En sortant de la capitale, vous longez l’immense port de Lomé. C’est l’un des plus grands d’Afrique de l’Ouest, une véritable plaque tournante de toute la région, la destination finale des immenses camions qui traversent le pays depuis le Burkina. La route court le long de l’océan jusqu’à la première étape, la petite ville d’Agbodrafo, lieu de mémoire de l’esclavage. L’ancien nom de la ville était d’ailleurs Porto Seguro, un nom donné par d’anciens esclaves revenus d’Amérique du sud.

Maison-esclave
Des plaques rappellent la triste mémoire de ce lieu.
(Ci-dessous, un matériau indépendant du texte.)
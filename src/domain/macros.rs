//! Macro buttons attached to a token.

use std::collections::BTreeMap;

use serde::{Deserialize, Serialize};
use serde_json::{Map, Value};

use super::overrides::apply_overrides;
use crate::error::TokenError;

/// A macro button: the script plus how it is shown in the token's panel.
///
/// Every documented field is always present. Keys beyond the documented set
/// are kept in `extra` and exposed to the content template.
#[derive(Debug, Clone, PartialEq, Serialize, Deserialize)]
#[serde(default)]
pub struct Macro {
    /// Script text run when the button is pressed (not validated)
    pub command: String,
    pub label: String,
    pub group: String,
    pub sortby: String,
    /// Button color key
    pub color: String,
    pub font_color: String,
    pub font_size: String,
    pub tooltip: String,
    pub hotkey: String,

    /// Caller-supplied keys outside the documented set
    #[serde(flatten)]
    pub extra: BTreeMap<String, Value>,
}

impl Default for Macro {
    fn default() -> Self {
        Self {
            command: String::new(),
            label: String::new(),
            group: String::new(),
            sortby: String::new(),
            color: "default".to_string(),
            font_color: "black".to_string(),
            font_size: "1.00em".to_string(),
            tooltip: String::new(),
            hotkey: "None".to_string(),
            extra: BTreeMap::new(),
        }
    }
}

impl Macro {
    /// Create a macro from the defaults with `overrides` applied on top
    pub fn from_overrides(overrides: Map<String, Value>) -> Result<Self, TokenError> {
        apply_overrides(&Self::default(), overrides)
    }

    /// Shorthand for the common label/group/command triple
    pub fn new(
        label: impl Into<String>,
        group: impl Into<String>,
        command: impl Into<String>,
    ) -> Self {
        Self {
            label: label.into(),
            group: group.into(),
            command: command.into(),
            ..Self::default()
        }
    }

    fn sorted(mut self, sortby: &str) -> Self {
        self.sortby = sortby.to_string();
        self
    }
}

const MOD_HP_COMMAND: &str = r#"[h: input(
"mode|Damage,Heal,Temp HP,Nonlethal|Choose|RADIO|ORIENT=H",
"Amt|0|Amount|TEXT"
)]
[h, switch(mode),code:
case 0: {
  [HP = HP - Amt + min(TempHP, Amt)]
  [TempHP = max(0, TempHP - Amt)]
};
case 1: { [HP = min(HP + Amt, MaxHP)] };
case 2: { [TempHP = TempHP + Amt] };
case 3: { [Nonlethal = Nonlethal + Amt] }]
[s:CurrentHitPoints]"#;

/// Saves, ability checks, skills and the HP adjustment dialog, in panel order
pub fn baseline_macros() -> Vec<Macro> {
    vec![
        Macro::new("fort", "saves", "Fort: [d20+Fortitude]"),
        Macro::new("ref", "saves", "Reflex: [d20+Reflex]"),
        Macro::new("will", "saves", "Will: [d20+Will]"),
        Macro::new("str", "skills", "Str: [d20+StrMod] (ACP: [ACP])").sorted("_1"),
        Macro::new("dex", "skills", "Dex: [d20+DexMod] (ACP: [ACP])").sorted("_2"),
        Macro::new("con", "skills", "Con: [d20+ConMod]").sorted("_3"),
        Macro::new("int", "skills", "Int: [d20+IntMod]").sorted("_4"),
        Macro::new("wis", "skills", "Wis: [d20+WisMod]").sorted("_5"),
        Macro::new("cha", "skills", "Cha: [d20+ChaMod]").sorted("_6"),
        Macro::new("perception", "skills", "Perception: [d20+Perception]"),
        Macro::new("sense motive", "skills", "Sense Motive: [d20+SenseMotive]"),
        Macro {
            label: "mod HP".to_string(),
            color: "pink".to_string(),
            sortby: "0".to_string(),
            command: MOD_HP_COMMAND.to_string(),
            ..Macro::default()
        },
    ]
}

#[cfg(test)]
mod tests {
    use super::*;
    use serde_json::json;

    fn overrides(value: Value) -> Map<String, Value> {
        match value {
            Value::Object(map) => map,
            _ => panic!("expected object"),
        }
    }

    #[test]
    fn test_defaults() {
        let m = Macro::default();
        assert_eq!(m.command, "");
        assert_eq!(m.label, "");
        assert_eq!(m.group, "");
        assert_eq!(m.sortby, "");
        assert_eq!(m.color, "default");
        assert_eq!(m.font_color, "black");
        assert_eq!(m.font_size, "1.00em");
        assert_eq!(m.tooltip, "");
        assert_eq!(m.hotkey, "None");
        assert!(m.extra.is_empty());
    }

    #[test]
    fn test_overrides_keep_other_defaults() {
        let m = Macro::from_overrides(overrides(json!({
            "label": "bite",
            "color": "red",
        })))
        .unwrap();

        assert_eq!(m.label, "bite");
        assert_eq!(m.color, "red");
        assert_eq!(m.font_color, "black");
        assert_eq!(m.hotkey, "None");
    }

    #[test]
    fn test_unknown_keys_go_to_extra() {
        let m = Macro::from_overrides(overrides(json!({
            "label": "bite",
            "min_width": "80",
            "auto_execute": false,
        })))
        .unwrap();

        assert_eq!(m.extra.get("min_width"), Some(&json!("80")));
        assert_eq!(m.extra.get("auto_execute"), Some(&json!(false)));
    }

    #[test]
    fn test_wrong_type_for_documented_field() {
        let err = Macro::from_overrides(overrides(json!({ "label": 3 }))).unwrap_err();
        assert!(matches!(err, TokenError::Attribute { ref key, .. } if key == "label"));
    }

    #[test]
    fn test_baseline_order() {
        let labels: Vec<String> = baseline_macros().into_iter().map(|m| m.label).collect();
        assert_eq!(
            labels,
            vec![
                "fort", "ref", "will", "str", "dex", "con", "int", "wis", "cha",
                "perception", "sense motive", "mod HP"
            ]
        );
    }

    #[test]
    fn test_mod_hp_macro() {
        let mod_hp = baseline_macros().pop().unwrap();
        assert_eq!(mod_hp.color, "pink");
        assert_eq!(mod_hp.sortby, "0");
        assert!(mod_hp.command.starts_with("[h: input("));
        assert!(mod_hp.command.ends_with("[s:CurrentHitPoints]"));
    }
}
La Maison des esclaves est un site classé au patrimoine mondial de l’Unesco. Dans le sous-sol de ce sinistre lieu était entassés dans des conditions inhumaines des centaines d’esclaves qui attendaient d’être embarqués dans des navires direction les colonies. C’est un lieu très fort car il montre simplement les conditions de détention de ces hommes. Ainsi, les esclaves devaient entrer par deux niches étroites au sol. Ils étaient parqués dans le sous-sol de la maison dans un espace très bas où l’on pouvait à peine se tenir assis.

Maison-des-esclaves-ss
C’est sous ce parquet, aujourd’hui en mauvais état, que les esclaves devaient se tenir.
Maison-esclave-trappe
Ils étaient nourris par cette trappe.

Les négriers vivaient juste au-dessus, séparés des esclaves par un simple parquet. Il ouvrait d’ailleurs une trappe à même la salle principale pour leur donner à manger. Il existe apparemment un autre site de commémoration à Agbodrafo, le puits des enchainés que nous n’avons malheureusement pas vu.

Mon beau fétiche

arbre-fetiche-chevres
Coucou les chèvres. Elles ne s’en rendent sans doute pas compte (qui sait…) mais elles sont située sur un double arbre fétiche consacré aux jumeaux. Les morceaux de tissus accrochés sont des offrandes.
fetiche-deggueu
On ne veut pas savoir avec quoi il s’est douché.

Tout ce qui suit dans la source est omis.